=== Working data ===
________
mod common;

use common::{backend, row, seed_comment, seed_post, sign_in};
use serde_json::json;
use social_sync::domain::{ChatScope, Comment, EntityId};
use social_sync::ports::{ChangeEvent, ChangeKind, Filter, RelationalStore};
use social_sync::realtime::{ReconcileOutcome, ScopeKey};

fn outcomes(results: Vec<social_sync::SyncResult<ReconcileOutcome>>) -> Vec<ReconcileOutcome> {
    results.into_iter().map(|r| r.unwrap()).collect()
}

// ==== Comment threads ====

#[tokio::test]
async fn test_own_insert_confirms_pending_comment_in_place() {
    let backend = backend();
    let post_id = seed_post(&backend, "u2", "Sunset");
    let ada = sign_in(&backend, "u1", "Ada").await;
    ada.feed().load_feed().await.unwrap();
    let mut thread = ada.feed().open_thread(&post_id).await.unwrap();

    // A send still waiting for its response
    let temp_id = EntityId::temporary();
    ada.feed().store().write().upsert_comment(Comment {
        id: temp_id.clone(),
        post_id: Some(post_id.clone()),
        author_id: Some(EntityId::from("u1")),
        text: "hi".to_string(),
        parent_id: None,
        created_at: None,
        pending: true,
    });
    assert_eq!(ada.feed().post_views()[0].comment_count, 1);

    let stored = backend
        .insert(
            "comments",
            row(json!({ "post_id": post_id.to_value(), "user_id": "u1", "content": "hi" })),
        )
        .await
        .unwrap();
    let server_id = EntityId::from_value(&stored["id"]).unwrap();

    assert_eq!(
        outcomes(thread.drain().await),
        vec![ReconcileOutcome::Confirmed {
            temp_id,
            server_id: server_id.clone()
        }]
    );
    assert_eq!(ada.feed().post_views()[0].comment_count, 1);
    let views = ada.feed().comment_views(&post_id).unwrap();
    assert_eq!(views.len(), 1);
    assert_eq!(views[0].comment.id, server_id);
    assert!(!views[0].comment.pending);
}

#[tokio::test]
async fn test_redelivered_comment_is_applied_once() {
    let backend = backend();
    let post_id = seed_post(&backend, "u1", "Sunset");
    let ada = sign_in(&backend, "u1", "Ada").await;
    ada.feed().load_feed().await.unwrap();
    let mut thread = ada.feed().open_thread(&post_id).await.unwrap();

    let stored = backend
        .insert(
            "comments",
            row(json!({ "post_id": post_id.to_value(), "user_id": "u2", "content": "Ahoy" })),
        )
        .await
        .unwrap();
    let comment_id = EntityId::from_value(&stored["id"]).unwrap();
    backend.push_event(ChangeEvent {
        table: "comments".to_string(),
        kind: ChangeKind::Insert,
        row: stored,
    });

    assert_eq!(
        outcomes(thread.drain().await),
        vec![
            ReconcileOutcome::Appended(comment_id),
            ReconcileOutcome::Duplicate
        ]
    );
    assert_eq!(ada.feed().post_views()[0].comment_count, 1);
    let views = ada.feed().comment_views(&post_id).unwrap();
    assert_eq!(views.len(), 1);
    assert_eq!(
        views[0].author.as_ref().and_then(|p| p.display_name.as_deref()),
        Some("Bea")
    );
}

#[tokio::test]
async fn test_push_of_already_loaded_comment_is_duplicate() {
    let backend = backend();
    let post_id = seed_post(&backend, "u1", "Sunset");
    seed_comment(&backend, &post_id, "u2", "Loaded already");
    let ada = sign_in(&backend, "u1", "Ada").await;
    ada.feed().load_feed().await.unwrap();
    let mut thread = ada.feed().open_thread(&post_id).await.unwrap();

    let loaded = backend.rows("comments").remove(0);
    backend.push_event(ChangeEvent {
        table: "comments".to_string(),
        kind: ChangeKind::Insert,
        row: loaded,
    });

    assert_eq!(outcomes(thread.drain().await), vec![ReconcileOutcome::Duplicate]);
    assert_eq!(ada.feed().post_views()[0].comment_count, 1);
}

#[tokio::test]
async fn test_own_send_then_push_keeps_one_entry() {
    let backend = backend();
    let post_id = seed_post(&backend, "u2", "Sunset");
    let ada = sign_in(&backend, "u1", "Ada").await;
    ada.feed().load_feed().await.unwrap();
    let mut thread = ada.feed().open_thread(&post_id).await.unwrap();

    ada.feed().send_comment(&post_id, "Mine", None).await.unwrap();

    assert_eq!(outcomes(thread.drain().await), vec![ReconcileOutcome::Duplicate]);
    assert_eq!(ada.feed().comment_views(&post_id).unwrap().len(), 1);
    assert_eq!(ada.feed().post_views()[0].comment_count, 1);
}

#[tokio::test]
async fn test_pushed_delete_removes_comment() {
    let backend = backend();
    let post_id = seed_post(&backend, "u1", "Sunset");
    let comment_id = seed_comment(&backend, &post_id, "u2", "Soon gone");
    let ada = sign_in(&backend, "u1", "Ada").await;
    ada.feed().load_feed().await.unwrap();
    let mut thread = ada.feed().open_thread(&post_id).await.unwrap();

    backend
        .delete("comments", &Filter::new().eq("id", comment_id.to_value()))
        .await
        .unwrap();

    assert_eq!(
        outcomes(thread.drain().await),
        vec![ReconcileOutcome::Removed(comment_id)]
    );
    assert_eq!(ada.feed().post_views()[0].comment_count, 0);
}

#[tokio::test]
async fn test_comments_of_other_posts_are_not_delivered() {
    let backend = backend();
    let open_post = seed_post(&backend, "u1", "Open");
    let other_post = seed_post(&backend, "u1", "Other");
    let ada = sign_in(&backend, "u1", "Ada").await;
    ada.feed().load_feed().await.unwrap();
    let mut thread = ada.feed().open_thread(&open_post).await.unwrap();

    backend
        .insert(
            "comments",
            row(json!({ "post_id": other_post.to_value(), "user_id": "u2", "content": "Elsewhere" })),
        )
        .await
        .unwrap();

    assert!(thread.drain().await.is_empty());
    assert_eq!(ada.feed().post_views()[0].comment_count, 0);
    assert_eq!(ada.feed().post_views()[1].comment_count, 0);
}

// ==== Scope lifecycle ====

#[tokio::test]
async fn test_opening_a_thread_closes_the_previous_one() {
    let backend = backend();
    let first = seed_post(&backend, "u2", "First");
    let second = seed_post(&backend, "u2", "Second");
    let ada = sign_in(&backend, "u1", "Ada").await;
    ada.feed().load_feed().await.unwrap();

    let mut first_thread = ada.feed().open_thread(&first).await.unwrap();
    assert_eq!(backend.subscriber_count(), 1);
    let _second_thread = ada.feed().open_thread(&second).await.unwrap();

    assert_eq!(backend.subscriber_count(), 1);
    assert_eq!(
        ada.realtime().active_scopes(),
        vec![ScopeKey::CommentThread(second)]
    );
    assert!(first_thread.next().await.is_none());
}

#[tokio::test]
async fn test_scopes_of_different_families_coexist() {
    let backend = backend();
    let post_id = seed_post(&backend, "u2", "First");
    let ada = sign_in(&backend, "u1", "Ada").await;
    ada.feed().load_feed().await.unwrap();

    let _thread = ada.feed().open_thread(&post_id).await.unwrap();
    let _community = ada.messenger().open_community().await.unwrap();
    let _notifications = ada.messenger().open_notifications().await.unwrap();
    assert_eq!(backend.subscriber_count(), 3);

    ada.shutdown().await;
    assert_eq!(backend.subscriber_count(), 0);
    assert!(ada.realtime().active_scopes().is_empty());
}

// ==== Messages ====

#[tokio::test]
async fn test_community_message_reaches_other_session_once() {
    let backend = backend();
    let ada = sign_in(&backend, "u1", "Ada").await;
    let bea = sign_in(&backend, "u2", "Bea").await;
    let mut ada_room = ada.messenger().open_community().await.unwrap();
    let mut bea_room = bea.messenger().open_community().await.unwrap();

    let sent = bea.messenger().send_community_message("Ahoy all").await.unwrap();

    assert_eq!(
        outcomes(ada_room.drain().await),
        vec![ReconcileOutcome::Appended(sent.id.clone())]
    );
    assert_eq!(outcomes(bea_room.drain().await), vec![ReconcileOutcome::Duplicate]);

    let ada_view = ada.messenger().message_views(&ChatScope::Community).unwrap();
    assert_eq!(ada_view.len(), 1);
    assert!(!ada_view[0].is_mine);
    assert_eq!(
        ada_view[0].author.as_ref().and_then(|p| p.display_name.as_deref()),
        Some("Bea")
    );
    let bea_view = bea.messenger().message_views(&ChatScope::Community).unwrap();
    assert_eq!(bea_view.len(), 1);
    assert!(bea_view[0].is_mine);
    assert!(!bea_view[0].message.pending);
}

#[tokio::test]
async fn test_notifications_arrive_on_top() {
    let backend = backend();
    let post_id = seed_post(&backend, "u2", "Sunset");
    let ada = sign_in(&backend, "u1", "Ada").await;
    let bea = sign_in(&backend, "u2", "Bea").await;
    let mut inbox = bea.messenger().open_notifications().await.unwrap();
    ada.feed().load_feed().await.unwrap();

    ada.feed().toggle_like(&post_id).await.unwrap();

    let applied = outcomes(inbox.drain().await);
    assert_eq!(applied.len(), 1);
    assert!(matches!(applied[0], ReconcileOutcome::Appended(_)));
    assert_eq!(bea.messenger().unread_notification_count(), 1);
    assert_eq!(bea.messenger().notifications()[0].title, "New like");
}

#[tokio::test]
async fn test_spawned_subscription_applies_until_shutdown() {
    let backend = backend();
    let ada = sign_in(&backend, "u1", "Ada").await;
    let bea = sign_in(&backend, "u2", "Bea").await;
    let room = ada.messenger().open_community().await.unwrap();
    assert_eq!(room.key(), &ScopeKey::Community);
    assert!(format!("{room:?}").contains("Community"));
    let worker = tokio::spawn(room.run());

    bea.messenger().send_community_message("Ahoy").await.unwrap();
    ada.shutdown().await;
    worker.await.unwrap();

    let views = ada.messenger().message_views(&ChatScope::Community).unwrap();
    assert_eq!(views.len(), 1);
    assert_eq!(views[0].message.text, "Ahoy");
}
________
=== The problem ===
Which of the lines above hold the string "Filter"? Copy each one.

=== Written response ===
use social_sync::ports::{ChangeEvent, ChangeKind, Filter, RelationalStore};
        .delete("comments", &Filter::new().eq("id", comment_id.to_value()))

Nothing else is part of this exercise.